____ Data supplied
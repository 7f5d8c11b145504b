pub mod chart;
pub mod dashboard;
pub mod error;
pub mod load;
pub mod secrets;
pub mod simulate;
pub mod store;
pub mod structs;
pub mod transform;

// Re-export public API
pub use chart::{ChartOptions, ChartSpec, build_chart};
pub use dashboard::{
    DashboardSettings, RenderFailure, RenderOutcome, RenderReport, SelectionRequest,
    render_cycle,
};
pub use error::{ConversionError, Field, NormalizeFailure, PipelineError, Result};
pub use load::{SummaryReport, write_chart, write_csv, write_json, write_parquet, write_summary};
pub use secrets::{
    CertBundle, CertField, FileSecretSource, SecretSource, decode_cert_bundle, fetch_cert_bundle,
};
pub use simulate::{SimulationConfig, simulate_items};
pub use store::{FileStore, MemoryStore, ScanPage, ScanStore, load_all_records, write_table_export};
pub use structs::{
    AttributeValue, Dimension, Item, PartialTable, RawRecord, Record, SimpleLogger, StoreConfig,
    SummaryStats,
};
pub use transform::{
    Selection, filter, normalize, rewrite_location_label, summarize, summarize_by_group,
};
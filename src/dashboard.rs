use crate::chart::{ChartOptions, build_chart};
use crate::error::{PipelineError, Result};
use crate::load::{
    SummaryReport, write_chart, write_csv, write_json, write_parquet, write_summary,
};
use crate::store::{ScanStore, load_all_records};
use crate::structs::{Dimension, PartialTable, Record};
use crate::transform::{Selection, filter, normalize, summarize, summarize_by_group};
use log::{debug, info, warn};
use std::collections::BTreeSet;
use std::fs;
use std::path::PathBuf;
use std::time::Instant;

/// Requested filter values; `None` selects every value present in the data.
#[derive(Debug, Clone, Default, PartialEq, Eq)]
pub struct SelectionRequest {
    pub sensor_types: Option<BTreeSet<String>>,
    pub locations: Option<BTreeSet<String>>,
    pub devices: Option<BTreeSet<String>>,
}

impl SelectionRequest {
    pub fn resolve(&self, table: &[Record]) -> Selection {
        let universe = Selection::universe(table);
        Selection {
            sensor_types: self.sensor_types.clone().unwrap_or(universe.sensor_types),
            locations: self.locations.clone().unwrap_or(universe.locations),
            devices: self.devices.clone().unwrap_or(universe.devices),
        }
    }
}

#[derive(Debug, Clone)]
pub struct DashboardSettings {
    pub table_name: String,
    pub selection: SelectionRequest,
    pub chart: ChartOptions,
    pub output_dir: PathBuf,
}

/// Files written by a successful render.
#[derive(Debug, Clone, PartialEq)]
pub struct RenderReport {
    pub loaded: usize,
    pub rendered: usize,
    pub files: Vec<PathBuf>,
}

/// How a render cycle ended when nothing went wrong.
#[derive(Debug, Clone, PartialEq)]
pub enum RenderOutcome {
    Rendered(RenderReport),
    /// The store returned no records.
    EmptyResult,
    /// Records were loaded but the selection excluded all of them.
    NoMatch { loaded: usize },
}

/// A render cycle that stopped on an error.
///
/// `partial` is set when normalization failed and holds the table as it was
/// at that point.
#[derive(Debug, thiserror::Error)]
#[error("{error}")]
pub struct RenderFailure {
    #[source]
    pub error: PipelineError,
    pub partial: Option<PartialTable>,
}

impl From<PipelineError> for RenderFailure {
    fn from(error: PipelineError) -> Self {
        Self {
            error,
            partial: None,
        }
    }
}

/// Runs one render cycle: connect, load every page, normalize, filter and
/// write the table, chart and summary into `settings.output_dir`.
///
/// Nothing is written unless every earlier step succeeded.
///
/// # Errors
///
/// Returns `RenderFailure` if the store cannot be reached or scanned, an
/// item is malformed, a row fails to normalize (with the partial table), or
/// an output file cannot be written.
pub fn render_cycle<S, F>(
    connect: F,
    settings: &DashboardSettings,
) -> std::result::Result<RenderOutcome, RenderFailure>
where
    S: ScanStore,
    F: FnOnce() -> Result<S>,
{
    let cycle_start = Instant::now();
    let store = connect()?;

    let raw = load_all_records(&store, &settings.table_name)?;
    if raw.is_empty() {
        warn!("No data found in table '{}'", settings.table_name);
        return Ok(RenderOutcome::EmptyResult);
    }
    let loaded = raw.len();

    let table = normalize(raw).map_err(|failure| RenderFailure {
        error: PipelineError::Conversion(failure.error),
        partial: Some(failure.partial),
    })?;

    let selection = settings.selection.resolve(&table);
    let filtered = filter(&table, &selection);
    if filtered.is_empty() {
        warn!("No data matches the selected filters ({} records loaded)", loaded);
        return Ok(RenderOutcome::NoMatch { loaded });
    }

    let files = write_outputs(&filtered, settings)?;
    info!(
        "Rendered {} of {} records in {:.2?}",
        filtered.len(),
        loaded,
        cycle_start.elapsed()
    );

    Ok(RenderOutcome::Rendered(RenderReport {
        loaded,
        rendered: filtered.len(),
        files,
    }))
}

fn write_outputs(records: &[Record], settings: &DashboardSettings) -> Result<Vec<PathBuf>> {
    let dir = &settings.output_dir;
    fs::create_dir_all(dir)?;

    let csv_path = dir.join("data.csv");
    let json_path = dir.join("data.json");
    let parquet_path = dir.join("data.parquet");
    let chart_path = dir.join("chart.json");
    let summary_path = dir.join("summary.json");

    write_csv(records, &csv_path)?;
    write_json(records, &json_path)?;
    write_parquet(records, &parquet_path)?;
    debug!("Wrote table to {}", dir.display());

    let chart = build_chart(records, &settings.chart);
    write_chart(&chart, &chart_path)?;
    debug!("Chart has {} facet(s)", chart.facets.len());

    let summary = SummaryReport {
        overall: summarize(records),
        by_sensor_type: summarize_by_group(records, Dimension::SensorType),
        by_location: summarize_by_group(records, Dimension::Location),
        by_device: summarize_by_group(records, Dimension::DeviceId),
    };
    write_summary(&summary, &summary_path)?;

    Ok(vec![csv_path, json_path, parquet_path, chart_path, summary_path])
}
//! Assembly errors

use docplan_extract::EntityId;
use docplan_graph::GraphError;

/// Workflow assembly errors
#[derive(Debug, Clone, PartialEq, Eq, thiserror::Error)]
pub enum AssemblyError {
    /// A graph node has no step entity
    #[error("graph step {0} has no step entity")]
    MissingStep(u32),

    /// A step entity is not a node of the graph
    #[error("step entity {entity} (step {step}) is not in the dependency graph")]
    UnknownStep {
        /// Offending entity
        entity: EntityId,
        /// Its extractor step number
        step: u32,
    },

    /// Two step entities claim the same step number
    #[error("step {0} is claimed by more than one entity")]
    DuplicateStep(u32),

    /// An entity in the step list is not a process step, or a process step was
    /// passed among the associated entities
    #[error("entity {0} is in the wrong assembly input")]
    MisplacedEntity(EntityId),

    /// Renumbered graph failed to rebuild
    #[error("renumbered graph is invalid: {0}")]
    Graph(#[from] GraphError),

    /// A workflow step and the dependency graph disagree
    #[error("step {0} does not match the dependency graph")]
    GraphMismatch(u32),

    /// Step numbers are not exactly 1..=N in order
    #[error("workflow step numbering is not contiguous: expected {expected}, found {found}")]
    Numbering {
        /// Expected number at this position
        expected: u32,
        /// Number actually found
        found: u32,
    },
}
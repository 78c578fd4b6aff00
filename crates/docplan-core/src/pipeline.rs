//! Reconciliation pipeline
//!
//! One document flows through:
//! 1. Cross-validation over all entities
//! 2. Scoring and citation grounding per entity (fan-out on rayon)
//! 3. Barrier: dependency graph over every process step
//! 4. Workflow assembly
//!
//! Cancellation is observed between stages. A cancelled document yields
//! `ReconcileError::Cancelled` and no workflow; nothing is committed here.

use crate::config::ReconcileConfig;
use crate::error::ReconcileError;
use chrono::{DateTime, Utc};
use docplan_extract::{
    cross_validate, ground_entity, AdjustmentCause, ChunkRegistry, ConfidenceScorer, DocumentId,
    EntityId, ExtractedEntity,
};
use docplan_workflow::{partition_steps, step_specs, AssemblyContext, Workflow, WorkflowAssembler};
use rayon::prelude::*;
use serde::{Deserialize, Serialize};
use std::collections::BTreeSet;
use tokio_util::sync::CancellationToken;

/// What the extraction collaborator delivered
#[derive(Debug, Clone, PartialEq, Serialize, Deserialize)]
#[serde(tag = "status", rename_all = "snake_case")]
pub enum Extraction {
    /// Typed entity candidates
    Available {
        /// Candidates with raw signals
        entities: Vec<ExtractedEntity>,
    },
    /// The collaborator gave up after its own retries
    Unavailable {
        /// Reason it reported
        reason: String,
    },
}

/// Everything needed to reconcile one document version
#[derive(Debug, Clone, PartialEq, Serialize, Deserialize)]
pub struct ExtractionInput {
    /// Extraction pass number; later passes supersede earlier ones
    #[serde(default = "first_version")]
    pub document_version: u32,
    /// Chunks of the document, which also names it
    pub registry: ChunkRegistry,
    /// Extraction completion time
    pub reference: DateTime<Utc>,
    /// Extraction result
    pub extraction: Extraction,
}

fn first_version() -> u32 {
    1
}

impl ExtractionInput {
    /// Input for version 1 of a document
    #[must_use]
    pub fn new(registry: ChunkRegistry, reference: DateTime<Utc>, entities: Vec<ExtractedEntity>) -> Self {
        Self {
            document_version: first_version(),
            registry,
            reference,
            extraction: Extraction::Available { entities },
        }
    }

    /// Input for a document whose extraction failed
    #[must_use]
    pub fn unavailable(registry: ChunkRegistry, reference: DateTime<Utc>, reason: impl Into<String>) -> Self {
        Self {
            document_version: first_version(),
            registry,
            reference,
            extraction: Extraction::Unavailable { reason: reason.into() },
        }
    }

    /// With document version
    #[inline]
    #[must_use]
    pub fn with_version(mut self, version: u32) -> Self {
        self.document_version = version;
        self
    }

    #[inline]
    #[must_use]
    pub fn document_id(&self) -> DocumentId {
        self.registry.document_id
    }
}

/// Summary of one reconciliation
#[derive(Debug, Clone, Default, PartialEq, Serialize, Deserialize)]
pub struct ReconcileReport {
    pub entities: usize,
    pub steps: usize,
    pub cross_validated: usize,
    pub invalid_citations: usize,
    /// Entities whose confidence was lowered after scoring
    pub downgraded: BTreeSet<EntityId>,
    /// Entities needing manual verification
    pub flagged: BTreeSet<EntityId>,
    pub time_sensitive_steps: Vec<u32>,
    pub unplaced: usize,
}

/// Successful reconciliation
#[derive(Debug, Clone, PartialEq, Serialize, Deserialize)]
pub struct ReconcileOutcome {
    pub workflow: Workflow,
    pub report: ReconcileReport,
}

/// Runs the pipeline with a fixed configuration
#[derive(Debug, Clone, Default)]
pub struct Reconciler {
    config: ReconcileConfig,
    scorer: ConfidenceScorer,
    assembler: WorkflowAssembler,
}

impl Reconciler {
    /// Create reconciler
    #[must_use]
    pub fn new(config: ReconcileConfig) -> Self {
        Self {
            config,
            scorer: ConfidenceScorer::new(config.scoring),
            assembler: WorkflowAssembler::new(config.assembly),
        }
    }

    #[inline]
    #[must_use]
    pub fn config(&self) -> &ReconcileConfig {
        &self.config
    }

    /// Reconcile one document.
    ///
    /// # Errors
    /// - `ExtractionUnavailable` if extraction failed upstream
    /// - `Cycle` / `Validation` if step dependencies are invalid
    /// - `Assembly` if steps and graph disagree
    /// - `Cancelled` if `cancel` fired before the workflow was complete
    pub fn reconcile(
        &self,
        input: ExtractionInput,
        cancel: &CancellationToken,
    ) -> Result<ReconcileOutcome, ReconcileError> {
        let document_id = input.document_id();
        let span = tracing::info_span!("reconcile", document_id = %document_id, version = input.document_version);
        let _enter = span.enter();

        let entities = match input.extraction {
            Extraction::Available { entities } => entities,
            Extraction::Unavailable { reason } => {
                tracing::warn!(%reason, "extraction unavailable, falling back");
                return Err(ReconcileError::ExtractionUnavailable { document_id, reason });
            }
        };
        checkpoint(cancel, document_id)?;

        let entity_count = entities.len();
        let confirmed = cross_validate(&entities, &input.registry);
        let cross_validated = confirmed.iter().filter(|&&c| c).count();

        let graded: Vec<(ExtractedEntity, usize)> = if self.config.pipeline.parallel_scoring {
            entities
                .into_par_iter()
                .zip(confirmed)
                .map(|(entity, confirmed)| self.grade(entity, confirmed, &input.registry))
                .collect()
        } else {
            entities
                .into_iter()
                .zip(confirmed)
                .map(|(entity, confirmed)| self.grade(entity, confirmed, &input.registry))
                .collect()
        };
        let invalid_citations: usize = graded.iter().map(|(_, n)| n).sum();
        let entities: Vec<ExtractedEntity> = graded.into_iter().map(|(e, _)| e).collect();
        tracing::debug!(entities = entity_count, cross_validated, invalid_citations, "entities graded");
        checkpoint(cancel, document_id)?;

        // barrier: the graph needs every step
        let (steps, others) = partition_steps(entities);
        let graph = docplan_graph::build(step_specs(&steps))?;
        checkpoint(cancel, document_id)?;

        let ctx = AssemblyContext::new(document_id, input.document_version, input.reference);
        let workflow = self.assembler.assemble(ctx, &steps, &graph, others)?;
        checkpoint(cancel, document_id)?;

        let report = report(&workflow, entity_count, cross_validated, invalid_citations);
        tracing::info!(
            steps = report.steps,
            flagged = report.flagged.len(),
            downgraded = report.downgraded.len(),
            "document reconciled"
        );
        Ok(ReconcileOutcome { workflow, report })
    }

    /// Reconcile independent documents in parallel, results in input order
    #[must_use]
    pub fn reconcile_many(
        &self,
        inputs: Vec<ExtractionInput>,
        cancel: &CancellationToken,
    ) -> Vec<Result<ReconcileOutcome, ReconcileError>> {
        inputs
            .into_par_iter()
            .map(|input| self.reconcile(input, cancel))
            .collect()
    }

    /// Score one entity, then ground its citations; returns the invalid citation count
    fn grade(&self, mut entity: ExtractedEntity, cross_validated: bool, registry: &ChunkRegistry) -> (ExtractedEntity, usize) {
        let signals = &entity.signals;
        let score = self.scorer.score(
            &signals.retrieval_scores,
            signals.model_likelihood,
            signals.explicit,
            cross_validated,
        );
        entity.confidence.recompute(AdjustmentCause::Scored, score);
        let failures = ground_entity(&mut entity, registry, &self.config.grounding);
        (entity, failures.len())
    }
}

fn checkpoint(cancel: &CancellationToken, document_id: DocumentId) -> Result<(), ReconcileError> {
    if cancel.is_cancelled() {
        tracing::info!("reconciliation cancelled");
        return Err(ReconcileError::Cancelled(document_id));
    }
    Ok(())
}

fn report(workflow: &Workflow, entities: usize, cross_validated: usize, invalid_citations: usize) -> ReconcileReport {
    let mut downgraded = BTreeSet::new();
    let mut flagged = BTreeSet::new();

    for step in &workflow.steps {
        if step.confidence.was_downgraded() {
            downgraded.insert(step.entity_id.clone());
        }
        if !step.verification.is_empty() {
            flagged.insert(step.entity_id.clone());
        }
    }
    for entity in workflow.entities() {
        if entity.confidence.was_downgraded() {
            downgraded.insert(entity.id.clone());
        }
        if entity.needs_verification() {
            flagged.insert(entity.id.clone());
        }
    }

    ReconcileReport {
        entities,
        steps: workflow.len(),
        cross_validated,
        invalid_citations,
        downgraded,
        flagged,
        time_sensitive_steps: workflow.time_sensitive_steps(),
        unplaced: workflow.unplaced.len(),
    }
}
________
● **Your goal**: Check the entries above line by line and return each one containing the word "written".

● **Answer to the problem**:
/// Files written by a successful render.
/// Nothing is written unless every earlier step succeeded.
/// an output file cannot be written.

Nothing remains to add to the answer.